=== Task item ===
Once you have located the line containing "let (new_root, old_root)" in the material below, return it exactly along with each line after it through the line containing "if kept.len() <".

=== Records ===
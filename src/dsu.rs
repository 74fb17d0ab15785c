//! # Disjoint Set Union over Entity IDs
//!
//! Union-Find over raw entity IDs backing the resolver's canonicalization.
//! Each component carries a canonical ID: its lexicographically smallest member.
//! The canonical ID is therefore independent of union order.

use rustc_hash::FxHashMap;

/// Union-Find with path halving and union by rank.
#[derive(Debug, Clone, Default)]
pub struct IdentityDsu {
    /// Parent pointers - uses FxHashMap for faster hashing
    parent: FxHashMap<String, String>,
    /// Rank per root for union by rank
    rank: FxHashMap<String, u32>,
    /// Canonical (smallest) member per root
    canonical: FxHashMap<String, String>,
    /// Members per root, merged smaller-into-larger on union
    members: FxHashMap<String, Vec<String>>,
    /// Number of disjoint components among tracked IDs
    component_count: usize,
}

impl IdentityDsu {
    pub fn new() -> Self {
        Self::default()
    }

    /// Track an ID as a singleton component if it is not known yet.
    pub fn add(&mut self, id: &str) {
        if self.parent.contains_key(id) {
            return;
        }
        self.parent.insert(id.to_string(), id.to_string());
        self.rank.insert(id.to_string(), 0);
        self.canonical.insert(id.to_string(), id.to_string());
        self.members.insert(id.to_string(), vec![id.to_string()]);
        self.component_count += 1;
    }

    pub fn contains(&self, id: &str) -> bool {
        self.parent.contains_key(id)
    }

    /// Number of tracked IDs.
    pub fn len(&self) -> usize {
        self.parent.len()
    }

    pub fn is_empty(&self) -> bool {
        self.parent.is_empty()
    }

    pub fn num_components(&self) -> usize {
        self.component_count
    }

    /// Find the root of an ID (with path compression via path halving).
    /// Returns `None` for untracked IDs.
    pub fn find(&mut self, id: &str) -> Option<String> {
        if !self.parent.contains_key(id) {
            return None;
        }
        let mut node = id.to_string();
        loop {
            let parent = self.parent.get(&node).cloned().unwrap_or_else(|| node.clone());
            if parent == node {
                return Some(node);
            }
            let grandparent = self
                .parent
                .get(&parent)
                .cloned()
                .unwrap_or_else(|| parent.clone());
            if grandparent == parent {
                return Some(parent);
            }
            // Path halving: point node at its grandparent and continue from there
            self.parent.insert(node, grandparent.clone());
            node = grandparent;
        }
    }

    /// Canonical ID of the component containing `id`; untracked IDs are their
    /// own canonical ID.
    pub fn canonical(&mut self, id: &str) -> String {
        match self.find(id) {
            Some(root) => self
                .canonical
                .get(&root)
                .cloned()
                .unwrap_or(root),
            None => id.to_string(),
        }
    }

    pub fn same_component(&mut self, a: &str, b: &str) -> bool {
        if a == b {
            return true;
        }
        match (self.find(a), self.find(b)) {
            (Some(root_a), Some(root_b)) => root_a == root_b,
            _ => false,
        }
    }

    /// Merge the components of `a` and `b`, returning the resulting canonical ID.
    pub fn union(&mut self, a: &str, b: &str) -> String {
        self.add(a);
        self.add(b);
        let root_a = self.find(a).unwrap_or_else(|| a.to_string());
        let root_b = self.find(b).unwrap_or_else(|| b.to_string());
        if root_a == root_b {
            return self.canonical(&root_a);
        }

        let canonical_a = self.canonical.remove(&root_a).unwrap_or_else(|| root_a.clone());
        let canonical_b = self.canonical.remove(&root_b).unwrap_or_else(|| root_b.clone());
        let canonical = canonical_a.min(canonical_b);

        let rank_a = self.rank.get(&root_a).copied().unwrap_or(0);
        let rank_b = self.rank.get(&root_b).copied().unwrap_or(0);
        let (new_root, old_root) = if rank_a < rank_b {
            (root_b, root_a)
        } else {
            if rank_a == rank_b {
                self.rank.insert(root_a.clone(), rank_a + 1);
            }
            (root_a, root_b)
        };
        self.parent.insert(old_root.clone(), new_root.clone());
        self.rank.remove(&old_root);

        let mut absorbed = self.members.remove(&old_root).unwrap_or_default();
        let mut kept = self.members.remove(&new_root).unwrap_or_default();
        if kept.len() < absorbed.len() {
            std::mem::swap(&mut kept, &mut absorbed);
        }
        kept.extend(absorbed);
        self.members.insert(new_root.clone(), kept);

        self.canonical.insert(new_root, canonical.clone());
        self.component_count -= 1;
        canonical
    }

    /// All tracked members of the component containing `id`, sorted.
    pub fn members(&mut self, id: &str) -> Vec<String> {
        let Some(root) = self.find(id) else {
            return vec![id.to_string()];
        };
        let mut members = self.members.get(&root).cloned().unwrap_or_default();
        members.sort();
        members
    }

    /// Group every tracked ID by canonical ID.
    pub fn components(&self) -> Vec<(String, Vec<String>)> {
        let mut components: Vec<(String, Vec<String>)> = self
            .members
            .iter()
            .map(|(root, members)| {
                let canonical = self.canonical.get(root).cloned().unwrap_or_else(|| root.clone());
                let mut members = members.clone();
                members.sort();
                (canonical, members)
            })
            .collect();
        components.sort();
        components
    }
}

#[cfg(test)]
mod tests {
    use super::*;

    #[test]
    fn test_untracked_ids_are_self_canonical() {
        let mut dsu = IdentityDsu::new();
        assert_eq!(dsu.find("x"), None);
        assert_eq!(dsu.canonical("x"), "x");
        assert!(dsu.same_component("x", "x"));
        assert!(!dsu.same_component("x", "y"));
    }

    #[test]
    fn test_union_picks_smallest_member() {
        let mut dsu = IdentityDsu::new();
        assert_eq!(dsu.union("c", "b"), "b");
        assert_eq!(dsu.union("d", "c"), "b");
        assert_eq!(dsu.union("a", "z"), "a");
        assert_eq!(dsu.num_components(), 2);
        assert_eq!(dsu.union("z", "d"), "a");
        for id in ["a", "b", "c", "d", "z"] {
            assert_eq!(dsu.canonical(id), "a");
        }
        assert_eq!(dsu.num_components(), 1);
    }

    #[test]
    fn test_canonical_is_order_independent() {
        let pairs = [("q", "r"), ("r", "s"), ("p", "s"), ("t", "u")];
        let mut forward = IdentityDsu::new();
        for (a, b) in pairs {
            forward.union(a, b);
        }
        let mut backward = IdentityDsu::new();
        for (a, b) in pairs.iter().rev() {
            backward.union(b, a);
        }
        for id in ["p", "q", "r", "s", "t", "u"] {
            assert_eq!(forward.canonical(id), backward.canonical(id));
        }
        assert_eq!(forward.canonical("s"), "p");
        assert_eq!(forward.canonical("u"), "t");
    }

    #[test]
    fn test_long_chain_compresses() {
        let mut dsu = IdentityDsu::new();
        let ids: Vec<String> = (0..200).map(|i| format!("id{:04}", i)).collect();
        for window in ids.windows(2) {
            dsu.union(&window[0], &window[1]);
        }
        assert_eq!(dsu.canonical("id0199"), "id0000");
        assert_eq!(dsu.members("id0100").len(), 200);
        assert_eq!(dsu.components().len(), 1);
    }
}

---

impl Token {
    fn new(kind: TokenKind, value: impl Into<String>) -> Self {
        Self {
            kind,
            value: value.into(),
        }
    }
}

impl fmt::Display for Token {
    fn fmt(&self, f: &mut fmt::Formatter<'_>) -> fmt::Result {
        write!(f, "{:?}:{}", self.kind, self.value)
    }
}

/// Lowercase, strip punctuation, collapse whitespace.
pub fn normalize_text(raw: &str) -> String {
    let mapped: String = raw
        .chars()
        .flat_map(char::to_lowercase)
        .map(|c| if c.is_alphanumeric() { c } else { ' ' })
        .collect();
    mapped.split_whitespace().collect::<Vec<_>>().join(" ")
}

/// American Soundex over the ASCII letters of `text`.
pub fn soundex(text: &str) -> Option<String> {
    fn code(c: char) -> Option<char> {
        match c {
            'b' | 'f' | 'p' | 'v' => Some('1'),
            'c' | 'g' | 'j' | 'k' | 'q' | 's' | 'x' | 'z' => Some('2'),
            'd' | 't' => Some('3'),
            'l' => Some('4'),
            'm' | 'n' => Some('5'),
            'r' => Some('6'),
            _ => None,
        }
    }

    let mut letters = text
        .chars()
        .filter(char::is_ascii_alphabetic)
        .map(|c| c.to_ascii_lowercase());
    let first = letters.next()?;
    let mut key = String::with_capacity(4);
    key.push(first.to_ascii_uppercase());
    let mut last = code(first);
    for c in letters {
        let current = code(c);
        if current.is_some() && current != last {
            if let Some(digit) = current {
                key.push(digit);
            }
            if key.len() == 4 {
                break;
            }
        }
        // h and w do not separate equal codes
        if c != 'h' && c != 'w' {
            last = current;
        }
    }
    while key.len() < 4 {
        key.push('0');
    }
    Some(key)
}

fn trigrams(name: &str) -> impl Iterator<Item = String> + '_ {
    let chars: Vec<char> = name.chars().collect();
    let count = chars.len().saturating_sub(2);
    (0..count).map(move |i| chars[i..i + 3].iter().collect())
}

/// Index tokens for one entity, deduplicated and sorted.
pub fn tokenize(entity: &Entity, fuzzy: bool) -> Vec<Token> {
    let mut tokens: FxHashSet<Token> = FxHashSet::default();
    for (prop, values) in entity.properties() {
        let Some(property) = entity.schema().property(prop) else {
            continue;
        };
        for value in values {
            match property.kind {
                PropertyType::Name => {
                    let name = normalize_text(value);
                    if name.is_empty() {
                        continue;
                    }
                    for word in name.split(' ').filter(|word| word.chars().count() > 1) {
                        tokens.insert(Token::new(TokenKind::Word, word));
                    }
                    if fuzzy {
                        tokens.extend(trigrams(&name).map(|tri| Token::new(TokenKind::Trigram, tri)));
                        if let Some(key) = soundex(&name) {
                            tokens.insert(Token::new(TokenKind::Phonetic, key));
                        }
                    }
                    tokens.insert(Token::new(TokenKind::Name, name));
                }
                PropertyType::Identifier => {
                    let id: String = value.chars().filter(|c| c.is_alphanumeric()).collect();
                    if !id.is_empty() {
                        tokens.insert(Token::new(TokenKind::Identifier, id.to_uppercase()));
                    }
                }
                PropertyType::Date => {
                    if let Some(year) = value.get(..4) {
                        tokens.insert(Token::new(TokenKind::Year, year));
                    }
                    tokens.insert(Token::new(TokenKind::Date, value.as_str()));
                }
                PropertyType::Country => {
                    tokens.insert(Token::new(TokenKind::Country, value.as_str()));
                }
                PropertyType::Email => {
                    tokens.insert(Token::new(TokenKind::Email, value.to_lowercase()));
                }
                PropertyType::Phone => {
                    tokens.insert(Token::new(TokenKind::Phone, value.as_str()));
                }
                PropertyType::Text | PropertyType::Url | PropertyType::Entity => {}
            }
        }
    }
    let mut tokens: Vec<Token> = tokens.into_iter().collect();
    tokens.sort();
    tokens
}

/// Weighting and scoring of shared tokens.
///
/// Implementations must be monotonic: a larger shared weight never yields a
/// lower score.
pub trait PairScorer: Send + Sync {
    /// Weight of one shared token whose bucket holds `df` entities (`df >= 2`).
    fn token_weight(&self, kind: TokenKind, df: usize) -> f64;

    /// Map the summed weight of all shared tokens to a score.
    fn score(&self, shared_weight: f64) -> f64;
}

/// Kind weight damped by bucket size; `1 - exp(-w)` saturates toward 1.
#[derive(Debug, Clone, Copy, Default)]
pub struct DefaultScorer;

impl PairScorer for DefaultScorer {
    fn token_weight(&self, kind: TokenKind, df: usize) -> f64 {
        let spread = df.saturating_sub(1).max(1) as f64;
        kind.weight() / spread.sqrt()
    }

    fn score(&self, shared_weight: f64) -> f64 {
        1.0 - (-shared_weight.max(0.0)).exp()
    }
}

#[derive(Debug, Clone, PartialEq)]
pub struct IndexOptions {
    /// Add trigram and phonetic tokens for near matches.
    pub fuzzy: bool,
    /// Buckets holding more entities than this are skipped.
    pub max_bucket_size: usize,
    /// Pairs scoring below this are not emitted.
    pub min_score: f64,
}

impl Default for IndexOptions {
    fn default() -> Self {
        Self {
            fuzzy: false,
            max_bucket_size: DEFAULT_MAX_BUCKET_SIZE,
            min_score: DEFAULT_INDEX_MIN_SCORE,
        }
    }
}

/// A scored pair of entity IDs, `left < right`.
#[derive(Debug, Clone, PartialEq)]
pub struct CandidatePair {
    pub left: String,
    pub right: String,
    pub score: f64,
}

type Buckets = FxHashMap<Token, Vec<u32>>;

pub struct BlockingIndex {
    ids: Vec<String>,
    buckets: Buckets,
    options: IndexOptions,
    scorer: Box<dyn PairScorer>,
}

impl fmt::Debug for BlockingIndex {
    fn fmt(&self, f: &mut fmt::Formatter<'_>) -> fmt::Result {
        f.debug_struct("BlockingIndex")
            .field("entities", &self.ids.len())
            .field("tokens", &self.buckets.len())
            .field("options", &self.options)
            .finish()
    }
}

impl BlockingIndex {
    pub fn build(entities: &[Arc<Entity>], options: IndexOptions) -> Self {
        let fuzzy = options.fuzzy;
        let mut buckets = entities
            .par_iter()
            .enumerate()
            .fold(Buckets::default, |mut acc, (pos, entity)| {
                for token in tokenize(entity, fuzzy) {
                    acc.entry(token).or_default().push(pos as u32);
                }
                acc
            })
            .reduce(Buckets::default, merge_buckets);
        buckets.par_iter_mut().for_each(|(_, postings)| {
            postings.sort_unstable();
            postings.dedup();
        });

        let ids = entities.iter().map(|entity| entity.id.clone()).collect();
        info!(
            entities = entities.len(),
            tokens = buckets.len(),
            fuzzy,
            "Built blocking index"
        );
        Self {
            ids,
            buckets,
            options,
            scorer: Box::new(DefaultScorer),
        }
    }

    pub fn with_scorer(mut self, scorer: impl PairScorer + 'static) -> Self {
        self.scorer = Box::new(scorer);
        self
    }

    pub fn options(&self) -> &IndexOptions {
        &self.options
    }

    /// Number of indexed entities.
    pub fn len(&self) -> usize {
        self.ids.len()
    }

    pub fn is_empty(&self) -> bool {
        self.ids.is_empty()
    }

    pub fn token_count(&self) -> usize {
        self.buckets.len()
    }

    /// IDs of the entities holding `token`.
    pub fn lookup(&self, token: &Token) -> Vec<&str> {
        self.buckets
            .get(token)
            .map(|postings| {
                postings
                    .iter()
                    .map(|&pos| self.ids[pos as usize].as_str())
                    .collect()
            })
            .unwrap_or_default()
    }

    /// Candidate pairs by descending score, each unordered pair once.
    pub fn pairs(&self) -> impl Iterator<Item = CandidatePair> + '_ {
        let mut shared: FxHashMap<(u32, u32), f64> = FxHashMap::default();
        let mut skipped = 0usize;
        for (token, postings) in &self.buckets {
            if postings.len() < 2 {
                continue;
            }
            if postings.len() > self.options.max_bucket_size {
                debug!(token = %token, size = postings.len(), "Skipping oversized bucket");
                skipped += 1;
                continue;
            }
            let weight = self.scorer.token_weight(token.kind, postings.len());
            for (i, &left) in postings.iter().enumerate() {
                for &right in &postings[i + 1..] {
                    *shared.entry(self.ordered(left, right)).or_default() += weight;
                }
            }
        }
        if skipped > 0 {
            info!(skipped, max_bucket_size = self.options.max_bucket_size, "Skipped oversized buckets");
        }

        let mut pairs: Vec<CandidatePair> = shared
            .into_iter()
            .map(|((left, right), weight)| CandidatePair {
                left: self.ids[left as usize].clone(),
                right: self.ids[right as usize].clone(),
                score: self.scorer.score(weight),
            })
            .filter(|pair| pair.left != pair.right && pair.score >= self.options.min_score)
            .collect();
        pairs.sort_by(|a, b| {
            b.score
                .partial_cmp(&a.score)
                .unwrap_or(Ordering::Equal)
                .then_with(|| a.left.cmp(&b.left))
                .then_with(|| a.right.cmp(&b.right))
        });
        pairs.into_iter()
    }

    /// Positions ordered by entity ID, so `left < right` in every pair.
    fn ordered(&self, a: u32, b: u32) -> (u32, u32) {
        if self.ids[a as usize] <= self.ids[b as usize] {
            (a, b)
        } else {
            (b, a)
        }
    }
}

=== Written answer ===
        let (new_root, old_root) = if rank_a < rank_b {
            (root_b, root_a)
        } else {
            if rank_a == rank_b {
                self.rank.insert(root_a.clone(), rank_a + 1);
            }
            (root_a, root_b)
        };
        self.parent.insert(old_root.clone(), new_root.clone());
        self.rank.remove(&old_root);

        let mut absorbed = self.members.remove(&old_root).unwrap_or_default();
        let mut kept = self.members.remove(&new_root).unwrap_or_default();
        if kept.len() < absorbed.len() {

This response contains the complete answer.